Nothing but a number is needed: the count of lines below that include "StdRng".

:: DATASET ::

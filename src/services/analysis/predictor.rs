use crate::error::AnalysisError;
use crate::models::analysis_types::AnalysisResult;
use crate::models::upload_types::UploadedFile;
use rand::distr::Uniform;
use rand::rngs::StdRng;
use rand::{Rng, SeedableRng};
use std::ops::Range;
use std::sync::{Mutex, PoisonError};

pub const EXPLANATION: &str =
    "Analysis based on multi-spectral band comparison and NDVI calculation";

pub const CONFIDENCE_RANGE: Range<f64> = 70.0..100.0;
pub const NDVI_RANGE: Range<f64> = 0.2..0.7;
const DEFORESTED_PROBABILITY: f64 = 0.5;

/// Turns an accepted upload into an analysis result.
pub trait Predictor: Send + Sync {
    fn predict(&self, file: &UploadedFile) -> AnalysisResult;
}

/// Prebuilt distributions for the mock result. `Uniform::new` narrows its
/// scale so the largest draw stays strictly below the upper bound.
#[derive(Debug, Clone)]
pub struct ResultSampler {
    confidence: Uniform<f64>,
    ndvi: Uniform<f64>,
}

impl ResultSampler {
    pub fn new() -> Result<Self, AnalysisError> {
        Ok(Self {
            confidence: Uniform::new(CONFIDENCE_RANGE.start, CONFIDENCE_RANGE.end)?,
            ndvi: Uniform::new(NDVI_RANGE.start, NDVI_RANGE.end)?,
        })
    }

    pub fn sample<R: Rng + ?Sized>(&self, rng: &mut R) -> AnalysisResult {
        AnalysisResult {
            is_deforested: rng.random_bool(DEFORESTED_PROBABILITY),
            confidence_percent: rng.sample(&self.confidence),
            ndvi: rng.sample(&self.ndvi),
            explanation: EXPLANATION.to_string(),
        }
    }
}

/// Stand-in model: every field is drawn independently and uniformly,
/// the upload's contents are never looked at.
pub struct RandomPredictor {
    rng: Mutex<StdRng>,
    sampler: ResultSampler,
}

impl RandomPredictor {
    pub fn new(seed: Option<u64>) -> Result<Self, AnalysisError> {
        let rng = match seed {
            Some(seed) => StdRng::seed_from_u64(seed),
            None => StdRng::from_os_rng(),
        };
        Ok(Self {
            rng: Mutex::new(rng),
            sampler: ResultSampler::new()?,
        })
    }
}

impl Predictor for RandomPredictor {
    fn predict(&self, file: &UploadedFile) -> AnalysisResult {
        let mut rng = self.rng.lock().unwrap_or_else(PoisonError::into_inner);
        let result = self.sampler.sample(&mut *rng);

        tracing::debug!(
            file = %file.name,
            deforested = result.is_deforested,
            confidence = result.confidence_percent,
            ndvi = result.ndvi,
            "Sampled mock prediction"
        );
        result
    }
}
// Prevents additional console window on Windows in release, DO NOT REMOVE!!
#![cfg_attr(not(debug_assertions), windows_subsystem = "windows")]

fn main() {
    canopy_lens_lib::run()
}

:::

PROBLEM SOLUTION: 4